Data listing >>
++++++++++

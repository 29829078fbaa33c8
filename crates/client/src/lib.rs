//! Client side of the NaturIA offline intermediary.
//!
//! This crate provides the network fetch seam, the intermediary itself
//! (worker lifecycle, request strategies, reactor) and a typed client for
//! the species API, shared by the server binary.

pub mod fetch;
pub mod intermediary;
pub mod species;

pub use fetch::{FetchConfig, Fetcher, HttpFetcher};
pub use intermediary::{
    ActivationReport, ControlMessage, InstallOutcome, Phase, Reactor, ReactorHandle, StatusReport, Worker,
    WorkerSettings, WorkerStatus,
};
pub use species::SpeciesClient;
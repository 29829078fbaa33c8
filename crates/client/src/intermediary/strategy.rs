//! Per-classification request strategies.
//!
//! | Classification | Strategy |
//! |---|---|
//! | api-call | network only; offline -> synthesized 503 JSON |
//! | static-asset | cache first; miss -> fetch, persist 2xx |
//! | navigation | network first, persist 2xx root; offline -> cached root or offline page |
//! | other | network first; offline -> cached entry |

use std::sync::Arc;

use naturia_core::{Classification, Error, Generation, InterceptedRequest, ResponseSnapshot, Served};

use super::WorkerSettings;
use crate::fetch::{Fetcher, identity};

/// Everything a fetch handler needs, detached from the worker so it can
/// run on its own task.
#[derive(Clone)]
pub(crate) struct Route {
    generation: Generation,
    fetcher: Arc<dyn Fetcher>,
    settings: Arc<WorkerSettings>,
}

impl Route {
    pub(crate) fn new(generation: Generation, fetcher: Arc<dyn Fetcher>, settings: Arc<WorkerSettings>) -> Self {
        Self { generation, fetcher, settings }
    }

    pub(crate) async fn handle(&self, request: InterceptedRequest) -> Result<Served, Error> {
        let classification = request.classify(&self.settings.api_paths);
        tracing::debug!(method = %request.method, url = %request.url, ?classification, "dispatch");

        match classification {
            Classification::ApiCall => self.api(&request).await,
            Classification::StaticAsset => self.cache_first(&request).await,
            Classification::Navigation => self.navigate(&request).await,
            Classification::Other => self.network_first(&request).await,
        }
    }

    async fn api(&self, request: &InterceptedRequest) -> Result<Served, Error> {
        match self.fetcher.fetch(request).await {
            Ok(response) => Ok(Served::network(response)),
            Err(e) => {
                tracing::info!(url = %request.url, error = %e, "api call offline");
                Ok(Served::synthesized(ResponseSnapshot::offline_api_error(&self.settings.offline_notice)))
            }
        }
    }

    async fn cache_first(&self, request: &InterceptedRequest) -> Result<Served, Error> {
        if let Some(cached) = self.lookup(&request.method, &identity(&request.url)).await {
            return Ok(Served::cache(cached));
        }

        let response = self.fetcher.fetch(request).await?;
        if response.is_success() {
            self.persist(request, &response).await;
        }
        Ok(Served::network(response))
    }

    async fn navigate(&self, request: &InterceptedRequest) -> Result<Served, Error> {
        match self.fetcher.fetch(request).await {
            Ok(response) => {
                if request.is_root() && response.is_success() {
                    self.persist(request, &response).await;
                }
                Ok(Served::network(response))
            }
            Err(e) => {
                tracing::info!(url = %request.url, error = %e, "navigation offline");
                let mut root = request.url.clone();
                root.set_path("/");
                root.set_query(None);

                match self.lookup("GET", &identity(&root)).await {
                    Some(cached) => Ok(Served::cache(cached)),
                    None => Ok(Served::synthesized(ResponseSnapshot::offline_page())),
                }
            }
        }
    }

    async fn network_first(&self, request: &InterceptedRequest) -> Result<Served, Error> {
        match self.fetcher.fetch(request).await {
            Ok(response) => Ok(Served::network(response)),
            Err(e) => match self.lookup(&request.method, &identity(&request.url)).await {
                Some(cached) => Ok(Served::cache(cached)),
                None => Err(Error::NoResponse(format!("{} {}: {}", request.method, request.url, e))),
            },
        }
    }

    /// Cache read; a store failure reads as a miss.
    async fn lookup(&self, method: &str, url: &str) -> Option<ResponseSnapshot> {
        match self.generation.get(method, url).await {
            Ok(Some(hit)) => {
                tracing::debug!(generation = self.generation.name(), url, "cache hit");
                Some(hit)
            }
            Ok(None) => {
                tracing::debug!(generation = self.generation.name(), url, "cache miss");
                None
            }
            Err(e) => {
                tracing::warn!(generation = self.generation.name(), url, error = %e, "cache read failed");
                None
            }
        }
    }

    /// Write a live response into the generation.
    ///
    /// The write runs on its own task: dropping this future does not cancel
    /// it. Failures are logged and never reach the caller.
    async fn persist(&self, request: &InterceptedRequest, response: &ResponseSnapshot) {
        if request.method != "GET" {
            return;
        }

        let generation = self.generation.clone();
        let url = identity(&request.url);
        let response = response.clone();
        let write = tokio::spawn(async move {
            let result = generation.put("GET", &url, &response).await;
            (generation, url, result)
        });

        match write.await {
            Ok((generation, url, Ok(()))) => tracing::debug!(generation = generation.name(), url = %url, "stored"),
            Ok((generation, url, Err(e))) => {
                tracing::warn!(generation = generation.name(), url = %url, error = %e, "cache write failed")
            }
            Err(e) => tracing::warn!(error = %e, "cache write task failed"),
        }
    }
}
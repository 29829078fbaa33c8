//! Intercepted requests and their classification.
//!
//! Classification is a pure function of the URL path, the declared
//! destination and the request mode. It is computed once per request.

use serde::{Deserialize, Serialize};
use url::Url;

/// How the page issued the request.
#[derive(Debug, Clone, Copy, Default, PartialEq, Eq, Serialize, Deserialize, schemars::JsonSchema)]
#[serde(rename_all = "kebab-case")]
pub enum RequestMode {
    /// A full-page load.
    Navigate,
    #[default]
    Cors,
    NoCors,
    SameOrigin,
}

/// The kind of resource the page expects back.
#[derive(Debug, Clone, Copy, Default, PartialEq, Eq, Serialize, Deserialize, schemars::JsonSchema)]
#[serde(rename_all = "lowercase")]
pub enum Destination {
    Document,
    Style,
    Script,
    Image,
    Font,
    Manifest,
    Audio,
    /// `fetch()`/XHR with no declared destination.
    #[default]
    Empty,
}

impl Destination {
    /// Style, script, image and font resources.
    pub fn is_static_asset(&self) -> bool {
        matches!(self, Self::Style | Self::Script | Self::Image | Self::Font)
    }
}

/// The strategy bucket a request falls into.
#[derive(Debug, Clone, Copy, PartialEq, Eq, Serialize, Deserialize, schemars::JsonSchema)]
#[serde(rename_all = "kebab-case")]
pub enum Classification {
    ApiCall,
    StaticAsset,
    Navigation,
    Other,
}

/// A request seen by the intermediary.
#[derive(Debug, Clone, PartialEq, Eq)]
pub struct InterceptedRequest {
    pub method: String,
    pub url: Url,
    pub mode: RequestMode,
    pub destination: Destination,
    pub headers: Vec<(String, String)>,
    pub body: Option<Vec<u8>>,
}

impl InterceptedRequest {
    /// A `GET` with no body.
    pub fn get(url: Url, mode: RequestMode, destination: Destination) -> Self {
        Self { method: "GET".into(), url, mode, destination, headers: Vec::new(), body: None }
    }

    /// A full-page navigation to `url`.
    pub fn navigate(url: Url) -> Self {
        Self::get(url, RequestMode::Navigate, Destination::Document)
    }

    pub fn with_method(mut self, method: impl Into<String>) -> Self {
        self.method = method.into().to_ascii_uppercase();
        self
    }

    pub fn with_header(mut self, name: impl Into<String>, value: impl Into<String>) -> Self {
        self.headers.push((name.into(), value.into()));
        self
    }

    pub fn with_body(mut self, body: impl Into<Vec<u8>>) -> Self {
        self.body = Some(body.into());
        self
    }

    /// Classify against the configured API path fragments.
    pub fn classify<S: AsRef<str>>(&self, api_paths: &[S]) -> Classification {
        classify(self.url.path(), self.mode, self.destination, api_paths)
    }

    /// True when the request targets the application root.
    pub fn is_root(&self) -> bool {
        self.url.path() == "/"
    }
}

/// Classify a request.
///
/// API paths win over everything else, then static destinations, then
/// navigations; anything left is `Other`.
pub fn classify<S: AsRef<str>>(
    path: &str, mode: RequestMode, destination: Destination, api_paths: &[S],
) -> Classification {
    if api_paths.iter().any(|p| !p.as_ref().is_empty() && path.contains(p.as_ref())) {
        Classification::ApiCall
    } else if destination.is_static_asset() {
        Classification::StaticAsset
    } else if mode == RequestMode::Navigate {
        Classification::Navigation
    } else {
        Classification::Other
    }
}

#[cfg(test)]
mod tests {
    use super::*;

    const API: &[&str] = &["/analizar", "/buscar"];

    fn url(path: &str) -> Url {
        Url::parse("https://naturia.test").unwrap().join(path).unwrap()
    }

    #[test]
    fn test_api_paths() {
        let req = InterceptedRequest::get(url("/analizar"), RequestMode::Cors, Destination::Empty).with_method("post");
        assert_eq!(req.classify(API), Classification::ApiCall);
        assert_eq!(req.method, "POST");

        let req = InterceptedRequest::get(url("/buscar-sonido"), RequestMode::Cors, Destination::Empty);
        assert_eq!(req.classify(API), Classification::ApiCall);
    }

    #[test]
    fn test_api_wins_over_destination() {
        let req = InterceptedRequest::get(url("/buscar/thumb.png"), RequestMode::NoCors, Destination::Image);
        assert_eq!(req.classify(API), Classification::ApiCall);
    }

    #[test]
    fn test_static_destinations() {
        for destination in [Destination::Style, Destination::Script, Destination::Image, Destination::Font] {
            let req = InterceptedRequest::get(url("/static/x"), RequestMode::NoCors, destination);
            assert_eq!(req.classify(API), Classification::StaticAsset, "{destination:?}");
        }
    }

    #[test]
    fn test_manifest_and_audio_are_other() {
        let req = InterceptedRequest::get(url("/static/manifest.json"), RequestMode::Cors, Destination::Manifest);
        assert_eq!(req.classify(API), Classification::Other);

        let req = InterceptedRequest::get(url("/static/sounds/grillo.mp3"), RequestMode::NoCors, Destination::Audio);
        assert_eq!(req.classify(API), Classification::Other);
    }

    #[test]
    fn test_navigation() {
        let req = InterceptedRequest::navigate(url("/"));
        assert_eq!(req.classify(API), Classification::Navigation);
        assert!(req.is_root());

        let req = InterceptedRequest::navigate(url("/acerca"));
        assert_eq!(req.classify(API), Classification::Navigation);
        assert!(!req.is_root());
    }

    #[test]
    fn test_plain_fetch_is_other() {
        let req = InterceptedRequest::get(url("/salud"), RequestMode::Cors, Destination::Empty);
        assert_eq!(req.classify(API), Classification::Other);
    }

    #[test]
    fn test_empty_api_fragment_ignored() {
        let req = InterceptedRequest::get(url("/salud"), RequestMode::Cors, Destination::Empty);
        assert_eq!(req.classify(&[""]), Classification::Other);
    }

    #[test]
    fn test_classification_serde() {
        let json = serde_json::to_string(&Classification::StaticAsset).unwrap();
        assert_eq!(json, "\"static-asset\"");
        let mode: RequestMode = serde_json::from_str("\"navigate\"").unwrap();
        assert_eq!(mode, RequestMode::Navigate);
    }
}
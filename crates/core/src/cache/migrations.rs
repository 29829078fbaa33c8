//! Database schema migrations.
//!
//! Applied migrations are recorded in `_migrations`; anything with a higher
//! version than the recorded maximum runs on open, in order.

use super::Error;
use tokio_rusqlite::{Connection, params};

/// Migration list: (version, description, SQL).
///
/// Versions are strictly increasing. Every statement uses
/// `IF NOT EXISTS` so replaying a migration is harmless.
const MIGRATIONS: &[(i64, &str, &str)] = &[
    (1, "cache generations and entries", include_str!("../../migrations/001_generations.sql")),
    (2, "history and preferences", include_str!("../../migrations/002_local_store.sql")),
];

/// Run any pending migrations.
///
/// # Errors
///
/// Returns an error if a migration SQL fails to execute.
pub async fn run(conn: &Connection) -> Result<(), Error> {
    conn.call(|conn| -> Result<(), Error> {
        conn.execute(
            "CREATE TABLE IF NOT EXISTS _migrations (
                version INTEGER PRIMARY KEY,
                description TEXT NOT NULL,
                applied_at TEXT NOT NULL
            )",
            [],
        )?;

        let current: i64 = conn.query_row("SELECT COALESCE(MAX(version), 0) FROM _migrations", [], |row| {
            row.get(0)
        })?;

        for (version, description, sql) in MIGRATIONS {
            if *version <= current {
                continue;
            }

            let tx = conn.transaction()?;
            tx.execute_batch(sql)
                .map_err(|e| Error::MigrationFailed(format!("{version} ({description}): {e}")))?;
            tx.execute(
                "INSERT INTO _migrations (version, description, applied_at) VALUES (?1, ?2, ?3)",
                params![version, description, chrono::Utc::now().to_rfc3339()],
            )?;
            tx.commit()?;

            tracing::debug!(version, description, "applied cache migration");
        }

        Ok(())
    })
    .await
    .map_err(Error::from)
}
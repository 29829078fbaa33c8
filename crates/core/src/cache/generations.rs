//! Cache generation lifecycle.
//!
//! A generation moves `populating -> installed -> current`. Only an installed
//! generation can be promoted, and promotion deletes every other generation
//! in the same transaction. Entries are never removed one by one; a
//! generation is dropped as a whole.

use super::connection::CacheDb;
use crate::Error;
use serde::{Deserialize, Serialize};
use std::fmt;
use std::str::FromStr;
use tokio_rusqlite::params;
use tokio_rusqlite::rusqlite::OptionalExtension;

/// Lifecycle state of a stored generation.
#[derive(Debug, Clone, Copy, PartialEq, Eq, Serialize, Deserialize, schemars::JsonSchema)]
#[serde(rename_all = "snake_case")]
pub enum GenerationState {
    /// Install is writing the manifest; not eligible for promotion.
    Populating,
    /// Manifest fully written; waiting for activation.
    Installed,
    /// The one generation requests are served from.
    Current,
}

impl GenerationState {
    pub fn as_str(&self) -> &'static str {
        match self {
            Self::Populating => "populating",
            Self::Installed => "installed",
            Self::Current => "current",
        }
    }
}

impl fmt::Display for GenerationState {
    fn fmt(&self, f: &mut fmt::Formatter<'_>) -> fmt::Result {
        f.write_str(self.as_str())
    }
}

impl FromStr for GenerationState {
    type Err = Error;

    fn from_str(s: &str) -> Result<Self, Self::Err> {
        match s {
            "populating" => Ok(Self::Populating),
            "installed" => Ok(Self::Installed),
            "current" => Ok(Self::Current),
            other => Err(Error::CacheCorrupt(format!("unknown generation state: {other}"))),
        }
    }
}

/// Summary row for a stored generation.
#[derive(Debug, Clone, Serialize, Deserialize, schemars::JsonSchema)]
pub struct GenerationInfo {
    pub name: String,
    pub state: GenerationState,
    pub created_at: String,
    pub promoted_at: Option<String>,
    pub entry_count: u64,
}

/// Handle to one named generation.
///
/// Holding a handle does not imply the generation exists; reads against a
/// missing generation return nothing and writes fail on the foreign key.
#[derive(Clone, Debug)]
pub struct Generation {
    pub(crate) db: CacheDb,
    pub(crate) name: String,
}

impl CacheDb {
    /// Get a handle to a generation without touching the database.
    pub fn generation(&self, name: &str) -> Generation {
        Generation { db: self.clone(), name: name.to_string() }
    }

    /// Create the generation, or reset it to an empty `populating` one for
    /// a fresh install. A generation that is already current is left as is.
    pub async fn begin_generation(&self, name: &str) -> Result<Generation, Error> {
        let owned = name.to_string();
        let now = chrono::Utc::now().to_rfc3339();
        self.conn
            .call(move |conn| -> Result<(), Error> {
                let tx = conn.transaction()?;
                tx.execute(
                    "DELETE FROM entries WHERE generation = ?1
                    AND EXISTS (SELECT 1 FROM generations WHERE name = ?1 AND state != 'current')",
                    params![owned],
                )?;
                tx.execute(
                    "INSERT INTO generations (name, state, created_at) VALUES (?1, 'populating', ?2)
                    ON CONFLICT(name) DO UPDATE SET state = 'populating', created_at = excluded.created_at
                    WHERE generations.state != 'current'",
                    params![owned, now],
                )?;
                tx.commit()?;
                Ok(())
            })
            .await
            .map_err(Error::from)?;

        Ok(self.generation(name))
    }

    /// The generation currently being served from, if any.
    pub async fn current_generation(&self) -> Result<Option<Generation>, Error> {
        let name = self
            .conn
            .call(|conn| -> Result<Option<String>, Error> {
                let name = conn
                    .query_row("SELECT name FROM generations WHERE state = 'current' LIMIT 1", [], |row| {
                        row.get(0)
                    })
                    .optional()?;
                Ok(name)
            })
            .await
            .map_err(Error::from)?;

        Ok(name.map(|name| self.generation(&name)))
    }

    /// List every stored generation with its entry count.
    pub async fn list_generations(&self) -> Result<Vec<GenerationInfo>, Error> {
        self.conn
            .call(|conn| -> Result<Vec<GenerationInfo>, Error> {
                let mut stmt = conn.prepare(
                    "SELECT g.name, g.state, g.created_at, g.promoted_at, COUNT(e.key)
                    FROM generations g LEFT JOIN entries e ON e.generation = g.name
                    GROUP BY g.name ORDER BY g.created_at ASC, g.name ASC",
                )?;

                let rows = stmt
                    .query_map([], |row| {
                        Ok((
                            row.get::<_, String>(0)?,
                            row.get::<_, String>(1)?,
                            row.get::<_, String>(2)?,
                            row.get::<_, Option<String>>(3)?,
                            row.get::<_, i64>(4)?,
                        ))
                    })?
                    .collect::<Result<Vec<_>, _>>()?;

                rows.into_iter()
                    .map(|(name, state, created_at, promoted_at, count)| {
                        Ok(GenerationInfo {
                            name,
                            state: state.parse()?,
                            created_at,
                            promoted_at,
                            entry_count: count as u64,
                        })
                    })
                    .collect()
            })
            .await
            .map_err(Error::from)
    }

    /// Delete a generation and all of its entries.
    ///
    /// Returns false if no generation had that name.
    pub async fn delete_generation(&self, name: &str) -> Result<bool, Error> {
        let name = name.to_string();
        self.conn
            .call(move |conn| -> Result<bool, Error> {
                let deleted = conn.execute("DELETE FROM generations WHERE name = ?1", params![name])?;
                Ok(deleted > 0)
            })
            .await
            .map_err(Error::from)
    }
}

impl Generation {
    pub fn name(&self) -> &str {
        &self.name
    }

    /// Stored state, or None if the generation does not exist.
    pub async fn state(&self) -> Result<Option<GenerationState>, Error> {
        let name = self.name.clone();
        let state = self
            .db
            .conn
            .call(move |conn| -> Result<Option<String>, Error> {
                let state = conn
                    .query_row("SELECT state FROM generations WHERE name = ?1", params![name], |row| row.get(0))
                    .optional()?;
                Ok(state)
            })
            .await
            .map_err(Error::from)?;

        state.map(|s| s.parse()).transpose()
    }

    /// Mark the manifest as fully written.
    pub async fn mark_installed(&self) -> Result<(), Error> {
        let name = self.name.clone();
        let updated = self
            .db
            .conn
            .call(move |conn| -> Result<usize, Error> {
                Ok(conn.execute(
                    "UPDATE generations SET state = 'installed' WHERE name = ?1 AND state = 'populating'",
                    params![name],
                )?)
            })
            .await
            .map_err(Error::from)?;

        if updated == 0 {
            return Err(Error::GenerationNotReady(format!("{} is not being populated", self.name)));
        }
        Ok(())
    }

    /// Make this the current generation and delete every other one.
    ///
    /// Fails without changing anything unless this generation is installed
    /// (or already current). Returns the names of the purged generations.
    pub async fn promote(&self) -> Result<Vec<String>, Error> {
        let name = self.name.clone();
        let now = chrono::Utc::now().to_rfc3339();
        self.db
            .conn
            .call(move |conn| -> Result<Vec<String>, Error> {
                let tx = conn.transaction()?;

                let state: Option<String> = tx
                    .query_row("SELECT state FROM generations WHERE name = ?1", params![name], |row| row.get(0))
                    .optional()?;

                match state.as_deref() {
                    Some("installed") => {
                        tx.execute(
                            "UPDATE generations SET state = 'current', promoted_at = ?2 WHERE name = ?1",
                            params![name, now],
                        )?;
                    }
                    Some("current") => {}
                    Some(other) => return Err(Error::GenerationNotReady(format!("{name} is {other}"))),
                    None => return Err(Error::GenerationNotReady(format!("{name} does not exist"))),
                }

                let stale = {
                    let mut stmt = tx.prepare("SELECT name FROM generations WHERE name != ?1 ORDER BY name")?;
                    stmt.query_map(params![name], |row| row.get::<_, String>(0))?
                        .collect::<Result<Vec<_>, _>>()?
                };

                tx.execute("DELETE FROM generations WHERE name != ?1", params![name])?;
                tx.commit()?;

                Ok(stale)
            })
            .await
            .map_err(Error::from)
    }
}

++++++++++

About this exercise >> Each line in the records above that contains the word "enum" must be copied.

Completed exercise >>
pub enum RequestMode {
pub enum Destination {
pub enum Classification {
pub enum GenerationState {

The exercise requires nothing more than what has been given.